A menos de um ano da eleição em que buscará o segundo mandato, o presidente Donald Trump jogou sua mais alta cartada em política externa em três anos de governo ao ordenar a eliminação do major-general Qassem Soleimani, número 2 do regime iraniano e um dos cérebros da busca dos aiatolás pela hegemonia do Oriente Médio. Por tabela, o americano colocou em risco aliados dos Estados Unidos na região e na Europa.
A “vingança severa” prometida pelo Irã virá cedo ou tarde. A incerteza sobre que tipo de resposta será essa é o que mais provoca temor.
Quatro cenários são possíveis: o primeiro deles consistiria em o Irã lançar mão de sua rede de grupos, milícias e organizações espalhadas por países da região para atacar cidades em Israel e na Arábia Saudita, principais parceiros americanos na vizinhança. Células do libanês Hezbollah e do palestino Hamas conseguiriam executar com rapidez atentados nessas nações sem grande investimento financeiro ou logístico. Na avaliação dos aiatolás, o Hezbollah, um partido político legalizado no Líbano, mas, na prática um Estado dentro do Estado e uma organização terrorista, deu tão certo como método de exercer influência externa, que o próprio Soleimani era responsável nos últimos anos por criar milícias semelhantes no Iraque, na Síria e no Iêmen. Esses grupos ainda estão longe de representarem a força política e militar que a milícia libanesa dispõe, mas já exibem poder de fogo considerável.
Não está claro se o Irã responderá de forma imediata ou se levará dias.

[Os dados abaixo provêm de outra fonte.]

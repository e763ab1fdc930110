//! Dotted field paths.
//!
//! Paths join object keys with `.`. Keys that themselves contain `.` or `\`
//! are escaped with a backslash, so encoding and decoding are inverse.
//! Every path names at least one segment: `""` is the single empty key, and
//! the root of a mapping has no dotted path at all.

/// Join path segments into a dotted path.
pub fn encode_path<S: AsRef<str>>(segments: &[S]) -> String {
    let mut path = String::new();
    for (i, segment) in segments.iter().enumerate() {
        if i > 0 {
            path.push('.');
        }
        for c in segment.as_ref().chars() {
            if c == '.' || c == '\\' {
                path.push('\\');
            }
            path.push(c);
        }
    }
    path
}

/// Split a dotted path into its segments.
pub fn decode_path(path: &str) -> Vec<String> {
    let mut segments = Vec::new();
    let mut current = String::new();
    let mut chars = path.chars();
    while let Some(c) = chars.next() {
        match c {
            '\\' => {
                if let Some(escaped) = chars.next() {
                    current.push(escaped);
                }
            }
            '.' => segments.push(std::mem::take(&mut current)),
            _ => current.push(c),
        }
    }
    segments.push(current);
    segments
}

#[cfg(test)]
mod tests {
    use super::*;

    #[test]
    fn test_plain_paths() {
        assert_eq!(encode_path(&["a", "b", "c"]), "a.b.c");
        assert_eq!(decode_path("a.b.c"), vec!["a", "b", "c"]);
        assert_eq!(decode_path(""), vec![""]);
    }

    #[test]
    fn test_empty_segments_round_trip() {
        for segments in [vec![""], vec!["", "a"], vec!["a", ""], vec!["", ""]] {
            let encoded = encode_path(&segments);
            assert_eq!(decode_path(&encoded), segments, "path {encoded:?}");
        }
        assert_eq!(encode_path(&["", "a"]), ".a");
    }

    #[test]
    fn test_escaped_segments_round_trip() {
        let segments = vec!["host.name".to_string(), "c:\\dir".to_string(), "x".to_string()];
        let encoded = encode_path(&segments);
        assert_eq!(encoded, "host\\.name.c:\\\\dir.x");
        assert_eq!(decode_path(&encoded), segments);
    }
}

Isso nos leva a uma segunda hipótese: como forma de abalar o mercado do petróleo, o país pode coordenar ataques contra petroleiros no Estreito de Ormuz, único acesso ao Golfo Pérsico por mar, local estratégico por onde passa um quinto da produção mundial do combustível. Ações de sabotagem que levassem ao fechamento da passagem provocariam danos à economia global.

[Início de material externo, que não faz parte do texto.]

//! Analyzers: a tokenizer followed by a chain of token filters.
//!
//! Built-in analyzers, all registered by name in the default
//! [`Registry`](crate::registry::Registry):
//!
//! | name         | pipeline                                  |
//! |--------------|-------------------------------------------|
//! | `standard`   | unicode words, lowercase, English stops   |
//! | `simple`     | unicode words, lowercase                  |
//! | `whitespace` | whitespace split                          |
//! | `keyword`    | whole input as one token                  |
//!
//! # Examples
//!
//! ```
//! use glaive::analysis::analyzer::{Analyzer, PipelineAnalyzer};
//!
//! let analyzer = PipelineAnalyzer::standard();
//! let tokens: Vec<_> = analyzer.analyze("The Quick fox").unwrap().collect();
//!
//! assert_eq!(tokens.len(), 2);
//! assert_eq!(tokens[0].text, "quick");
//! ```

use std::fmt;
use std::sync::Arc;

use crate::analysis::token::TokenStream;
use crate::analysis::token_filter::{Filter, LowercaseFilter, StopFilter};
use crate::analysis::tokenizer::{
    Tokenizer, UnicodeWordTokenizer, WhitespaceTokenizer, WholeTokenizer,
};
use crate::error::Result;

/// Trait for analyzers that convert text into processed tokens.
pub trait Analyzer: Send + Sync + fmt::Debug {
    /// Analyze the given text and return a stream of tokens.
    fn analyze(&self, text: &str) -> Result<TokenStream>;

    /// Get the name of this analyzer.
    fn name(&self) -> &str;
}

/// A configurable analyzer that combines a tokenizer with a chain of filters.
#[derive(Clone)]
pub struct PipelineAnalyzer {
    tokenizer: Arc<dyn Tokenizer>,
    filters: Vec<Arc<dyn Filter>>,
    name: String,
}

impl PipelineAnalyzer {
    /// Create a new pipeline analyzer with the given tokenizer.
    pub fn new(tokenizer: Arc<dyn Tokenizer>) -> Self {
        PipelineAnalyzer {
            name: format!("pipeline_{}", tokenizer.name()),
            tokenizer,
            filters: Vec::new(),
        }
    }

    /// Add a filter to the pipeline.
    pub fn add_filter(mut self, filter: Arc<dyn Filter>) -> Self {
        self.filters.push(filter);
        self
    }

    /// Set the analyzer name.
    pub fn with_name<S: Into<String>>(mut self, name: S) -> Self {
        self.name = name.into();
        self
    }

    /// Unicode words, lowercased, English stop words removed.
    pub fn standard() -> Self {
        PipelineAnalyzer::new(Arc::new(UnicodeWordTokenizer::new()))
            .add_filter(Arc::new(LowercaseFilter::new()))
            .add_filter(Arc::new(StopFilter::new()))
            .with_name("standard")
    }

    /// Unicode words, lowercased.
    pub fn simple() -> Self {
        PipelineAnalyzer::new(Arc::new(UnicodeWordTokenizer::new()))
            .add_filter(Arc::new(LowercaseFilter::new()))
            .with_name("simple")
    }

    /// Whitespace-separated tokens, unchanged.
    pub fn whitespace() -> Self {
        PipelineAnalyzer::new(Arc::new(WhitespaceTokenizer::new())).with_name("whitespace")
    }

    /// The whole input as a single token.
    pub fn keyword() -> Self {
        PipelineAnalyzer::new(Arc::new(WholeTokenizer::new())).with_name("keyword")
    }
}

impl fmt::Debug for PipelineAnalyzer {
    fn fmt(&self, f: &mut fmt::Formatter<'_>) -> fmt::Result {
        f.debug_struct("PipelineAnalyzer")
            .field("name", &self.name)
            .field("tokenizer", &self.tokenizer.name())
            .field(
                "filters",
                &self.filters.iter().map(|f| f.name()).collect::<Vec<_>>(),
            )
            .finish()
    }
}

impl Analyzer for PipelineAnalyzer {
    fn analyze(&self, text: &str) -> Result<TokenStream> {
        let mut tokens = self.tokenizer.tokenize(text)?;
        for filter in &self.filters {
            tokens = filter.filter(tokens)?;
        }
        Ok(tokens)
    }

    fn name(&self) -> &str {
        &self.name
    }
}

#[cfg(test)]
mod tests {
    use super::*;
    use crate::analysis::token::Token;

    #[test]
    fn test_standard_analyzer() {
        let tokens: Vec<Token> = PipelineAnalyzer::standard()
            .analyze("Hello the World")
            .unwrap()
            .collect();

        assert_eq!(tokens.len(), 2);
        assert_eq!(tokens[0].text, "hello");
        assert_eq!(tokens[1].text, "world");
        assert_eq!(tokens[1].position, 3);
    }

    #[test]
    fn test_keyword_analyzer() {
        let analyzer = PipelineAnalyzer::keyword();
        let tokens: Vec<Token> = analyzer.analyze("New York").unwrap().collect();

        assert_eq!(analyzer.name(), "keyword");
        assert_eq!(tokens.len(), 1);
        assert_eq!(tokens[0].text, "New York");
    }
}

Não seria novidade. Em 2019, o Irã atacou vários navios nas costas da Arábia Saudita e dos Emirados Árabes Unidos. Também é suspeito de estar por trás da ação com drones contra instalações petrolíferas sauditas.
A terceira opção seria a temida regionalização do conflito, com ataques diretos de suas forças armadas ou pelas mãos do Hezbollah a Israel e Arábia Saudita — o que levaria a uma reação armada desses países e ao envolvimento externo de Estados Unidos e Rússia. Os mais alarmistas veem nessa possibilidade a eclosão de uma III Guerra Mundial em razão do jogo de alianças.
A quarta hipótese seria a escolha de alvos em cidades europeias ou americanas. Na sexta-feira, o prefeito da traumatizada Nova York, Bill de Blasio, ordenou à polícia que permaneça "vigilante" e proteja instalações-chave da metrópole "diante de qualquer tentativa do Irã e de seus aliados terroristas de adotar represálias contra os EUA".
A Casa Branca argumenta que a eliminação do general Suleimani tem o objetivo de interromper uma guerra, e não de começar uma. Segundo o governo, o comandante iraniano estava planejando ataques iminentes aos americanos. A curto prazo, até pode ser verdade. Mas, com potencial de escancarar a caixa de horrores do Oriente Médio, a médio e longo prazos, o mundo ficou menos seguro desde que Trump decidiu apertar o botão da guerra.